CVEs and USNs explained

What is a CVE

Common Vulnerabilities and Exposures (CVEs) are a way to catalogue and track public security vulnerabilities for a given software. Every CVE is identified through a unique identifier, for example CVE-2023-0465.

CVEs are maintained by the MITRE Corporation and the goal of the project is to provide naming conventions for the public known security issues while also maintaining a centralised repository for all of the security issues. This makes it easier for an organisation to submit a new security flaw though the CVE convention while also analysing any other existing CVEs in the database.

You can search for any existing CVE related to Ubuntu using the Ubuntu CVE page.

What is a USN?

An Ubuntu Security Notice (USN) is the way that Canonical publicly catalogues and displays security vulnerabilities for Ubuntu packages. Usually, a USN is composed of one or more [CVEs](#what-is-a-cve) and it also contains update instructions to fix the issue, if a fix is already available.

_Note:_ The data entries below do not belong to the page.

//! Document assembler.
//!
//! Drives the transformer over the top-level HTML nodes and wraps the result
//! in a `document` root, validating root children per
//! [`TopLevelValidation`].

use crate::diagnostics::Diagnostic;
use crate::error::{Error, Result};
use crate::html::HtmlNode;
use crate::options::TopLevelValidation;
use crate::rich_text::{Document, Node};
use crate::transform::Transformer;

pub(crate) fn assemble(nodes: &[HtmlNode], transformer: &mut Transformer<'_>) -> Result<Document> {
    let converted = transformer.transform_nodes(nodes)?;
    let policy = transformer.options().top_level;

    let mut content = Vec::with_capacity(converted.len());
    for node in converted {
        if let Some(node) = check_top_level(node, policy, transformer)? {
            content.push(node);
        }
    }

    Ok(Document::new(content))
}

fn check_top_level(
    node: Node,
    policy: TopLevelValidation,
    transformer: &mut Transformer<'_>,
) -> Result<Option<Node>> {
    let kind = node.kind();
    if policy == TopLevelValidation::Off || kind.is_top_level_block() {
        return Ok(Some(node));
    }
    match policy {
        TopLevelValidation::Strict => Err(Error::InvalidTopLevel { kind }),
        TopLevelValidation::Drop => {
            transformer.report(Diagnostic::InvalidTopLevel {
                kind,
                dropped: true,
            });
            Ok(None)
        }
        TopLevelValidation::Warn | TopLevelValidation::Off => {
            transformer.report(Diagnostic::InvalidTopLevel {
                kind,
                dropped: false,
            });
            Ok(Some(node))
        }
    }
}

#[cfg(test)]
mod tests {
    use super::*;
    use crate::diagnostics::DiagnosticSink;
    use crate::options::Options;
    use crate::rich_text::{BlockKind, NodeKind};

    fn assemble_with(
        nodes: &[HtmlNode],
        top_level: TopLevelValidation,
    ) -> (Result<Document>, Vec<Diagnostic>) {
        let options = Options {
            top_level,
            ..Options::default()
        };
        let mut sink = DiagnosticSink::default();
        let result = assemble(nodes, &mut Transformer::new(&options, &mut sink));
        (result, sink.into_diagnostics())
    }

    fn mixed() -> Vec<HtmlNode> {
        vec![
            HtmlNode::element("p").with_children(vec![HtmlNode::text("para")]),
            HtmlNode::text("loose"),
            HtmlNode::element("li"),
        ]
    }

    #[test]
    fn empty_input_gives_empty_document() {
        let (result, diagnostics) = assemble_with(&[], TopLevelValidation::Warn);
        assert_eq!(result.ok(), Some(Document::default()));
        assert!(diagnostics.is_empty());
    }

    #[test]
    fn warn_keeps_invalid_nodes_and_reports() {
        let (result, diagnostics) = assemble_with(&mixed(), TopLevelValidation::Warn);
        let kinds: Vec<NodeKind> = result
            .map(|d| d.content.iter().map(Node::kind).collect())
            .unwrap_or_default();
        assert_eq!(kinds, vec![NodeKind::Paragraph, NodeKind::Text, NodeKind::ListItem]);
        assert_eq!(
            diagnostics,
            vec![
                Diagnostic::InvalidTopLevel {
                    kind: NodeKind::Text,
                    dropped: false
                },
                Diagnostic::InvalidTopLevel {
                    kind: NodeKind::ListItem,
                    dropped: false
                },
            ]
        );
    }

    #[test]
    fn drop_removes_invalid_nodes() {
        let (result, diagnostics) = assemble_with(&mixed(), TopLevelValidation::Drop);
        assert_eq!(
            result.ok(),
            Some(Document::new(vec![Node::block(
                BlockKind::Paragraph,
                vec![Node::text("para")]
            )]))
        );
        assert_eq!(diagnostics.len(), 2);
    }

    #[test]
    fn strict_fails_on_first_invalid_node() {
        let (result, _) = assemble_with(&mixed(), TopLevelValidation::Strict);
        assert!(matches!(
            result,
            Err(Error::InvalidTopLevel {
                kind: NodeKind::Text
            })
        ));
    }

    #[test]
    fn off_skips_validation() {
        let (result, diagnostics) = assemble_with(&mixed(), TopLevelValidation::Off);
        assert_eq!(result.map(|d| d.content.len()).ok(), Some(3));
        assert!(diagnostics.is_empty());
    }
}
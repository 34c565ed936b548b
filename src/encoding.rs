//! Character encoding detection and transcoding for byte input.
//!
//! A byte order mark wins; otherwise the declared charset is read from the
//! document head. The bytes are then decoded to UTF-8 with `encoding_rs`.

use encoding_rs::{Encoding, UTF_8};
use regex::Regex;
use std::sync::LazyLock;

/// Bytes of the document inspected for a charset declaration.
const SNIFF_LEN: usize = 1024;

/// `<meta charset="...">`
#[allow(clippy::expect_used)]
static META_CHARSET_RE: LazyLock<Regex> = LazyLock::new(|| {
    Regex::new(r#"(?i)<meta[^>]+charset\s*=\s*["']?([^"'\s>/;]+)"#).expect("valid regex")
});

/// `<meta http-equiv="Content-Type" content="text/html; charset=...">`
#[allow(clippy::expect_used)]
static HTTP_EQUIV_CHARSET_RE: LazyLock<Regex> = LazyLock::new(|| {
    Regex::new(
        r#"(?i)<meta[^>]+http-equiv\s*=\s*["']?content-type["']?[^>]+content\s*=\s*["']?[^"'>]*;\s*charset\s*=\s*([^"'\s>]+)"#,
    )
    .expect("valid regex")
});

/// Encoding of `html`: its byte order mark, else the charset declared in the
/// first kilobyte, else UTF-8.
#[must_use]
pub fn detect_encoding(html: &[u8]) -> &'static Encoding {
    if let Some((encoding, _)) = Encoding::for_bom(html) {
        return encoding;
    }
    let head = String::from_utf8_lossy(&html[..html.len().min(SNIFF_LEN)]);

    [&*META_CHARSET_RE, &*HTTP_EQUIV_CHARSET_RE]
        .into_iter()
        .filter_map(|re| declared_label(re, &head))
        .find_map(|label| Encoding::for_label(label.as_bytes()))
        .unwrap_or(UTF_8)
}

fn declared_label(re: &Regex, head: &str) -> Option<String> {
    re.captures(head)
        .and_then(|c| c.get(1))
        .map(|m| m.as_str().to_string())
}

/// Decode HTML bytes to a UTF-8 string.
///
/// Undecodable sequences are replaced with U+FFFD rather than failing. A
/// leading byte order mark is stripped.
///
/// ```
/// use html_to_rich_text::encoding::transcode_to_utf8;
///
/// let html = b"<p>Caf\xE9</p><meta charset=\"windows-1252\">";
/// assert!(transcode_to_utf8(html).contains("Café"));
/// ```
#[must_use]
pub fn transcode_to_utf8(html: &[u8]) -> String {
    let (decoded, used, had_errors) = detect_encoding(html).decode(html);
    if had_errors {
        tracing::debug!(encoding = used.name(), "replaced undecodable bytes");
    }
    decoded.into_owned()
}

#[cfg(test)]
mod tests {
    use super::*;

    #[test]
    fn defaults_to_utf8_without_declaration() {
        assert_eq!(detect_encoding(b"<p>plain</p>"), UTF_8);
    }

    #[test]
    fn reads_meta_charset() {
        let html = br#"<meta charset="ISO-8859-1"><p>x</p>"#;
        // WHATWG maps ISO-8859-1 to windows-1252
        assert_eq!(detect_encoding(html).name(), "windows-1252");
    }

    #[test]
    fn reads_http_equiv_content_type() {
        let html = br#"<META HTTP-EQUIV="content-type" CONTENT="text/html; CHARSET=windows-1252">"#;
        assert_eq!(detect_encoding(html).name(), "windows-1252");
    }

    #[test]
    fn unknown_label_falls_back_to_utf8() {
        let html = br#"<meta charset="not-a-charset">"#;
        assert_eq!(detect_encoding(html), UTF_8);
    }

    #[test]
    fn declaration_after_sniff_window_is_ignored() {
        let mut html = vec![b' '; SNIFF_LEN];
        html.extend_from_slice(br#"<meta charset="windows-1252">"#);
        assert_eq!(detect_encoding(&html), UTF_8);
    }

    #[test]
    fn transcodes_windows1252_quotes() {
        let html = b"<meta charset=\"windows-1252\"><p>\x93Hi\x94</p>";
        assert!(transcode_to_utf8(html).contains("\u{201C}Hi\u{201D}"));
    }

    #[test]
    fn invalid_utf8_is_replaced_not_rejected() {
        let out = transcode_to_utf8(b"<p>ok \xFF end</p>");
        assert!(out.contains('\u{FFFD}'));
        assert!(out.contains("end"));
    }

    #[test]
    fn byte_order_mark_overrides_declaration() {
        let mut html = vec![0xFF, 0xFE];
        for unit in "<meta charset=\"windows-1252\"><p>\u{e9}</p>".encode_utf16() {
            html.extend_from_slice(&unit.to_le_bytes());
        }
        assert_eq!(detect_encoding(&html).name(), "UTF-16LE");
        assert!(transcode_to_utf8(&html).contains("<p>\u{e9}</p>"));
    }

    #[test]
    fn utf8_byte_order_mark_is_stripped() {
        let out = transcode_to_utf8(b"\xEF\xBB\xBF<p>x</p>");
        assert_eq!(out, "<p>x</p>");
    }

    #[test]
    fn first_matching_declaration_wins() {
        let html = br#"<meta charset="koi8-r"><meta http-equiv="Content-Type" content="text/html; charset=windows-1252">"#;
        assert_eq!(detect_encoding(html).name(), "KOI8-R");
    }

    #[test]
    fn unquoted_self_closing_charset() {
        assert_eq!(detect_encoding(b"<meta charset=gbk/>").name(), "GBK");
    }
}
//! Error types for html-to-rich-text.
//!
//! Only precondition breaches, policy failures and hook errors surface here.
//! Schema-constraint violations (non-text hyperlink children, unmapped tags)
//! are recovered by omission and reported as [`crate::Diagnostic`]s instead.

use crate::rich_text::NodeKind;

/// Boxed error returned by caller-owned hooks.
pub type BoxError = Box<dyn std::error::Error + Send + Sync + 'static>;

/// Error type for conversion operations.
#[derive(Debug, thiserror::Error)]
pub enum Error {
    /// An input node is missing a field its `type` requires.
    #[error("malformed HTML node: {0}")]
    MalformedNode(String),

    /// An anchor element has no `href` attribute.
    #[error("hyperlink is missing its href attribute")]
    MissingHref,

    /// A node kind that is not a top-level block ended up in the document root.
    #[error("`{kind}` is not allowed at the top level of a document")]
    InvalidTopLevel {
        /// Kind of the offending node.
        kind: NodeKind,
    },

    /// Rich text JSON did not describe a valid node.
    #[error("invalid rich text: {0}")]
    InvalidRichText(String),

    /// The custom transform hook failed. The hook's error is passed through as is.
    #[error(transparent)]
    CustomTransform(BoxError),
}

/// Result type alias for conversion operations.
pub type Result<T> = std::result::Result<T, Error>;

USNs follow a naming convention of the format USN-5963-1.

You can search for any existing USN using the Ubuntu Security Notices page.

What are related USNs?

A USN is composed of different CVEs. If the same CVE appears on multiple USNs, we say that those USNs are related.

In the following image, we can see a visual representation of that concept, where USN-789 and USN-321 are related USNs because both are affected by CVE-2:

graph TD; %% nodes usn1[USN-123] usn2[USN-456] usn3[USN-789] usn4[USN-321] usn5[USN-654] cve1((CVE-1)) cve2((CVE-2)) cve3((CVE-3)) %% arrows usn1-->cve1 usn1-->cve2 usn1-->cve3 cve1-->usn2 cve2-->usn3 cve2-->usn4 cve3-->usn5

A real example can be seen in USN-5573-1. In the section Related notices, it shows that both USN-5570-1 and USN-5570-2 are related to USN-5573-1.

This information is useful for users that want to tackle all related USNs at once, making sure that a CVE is fully fixed on their Ubuntu machine.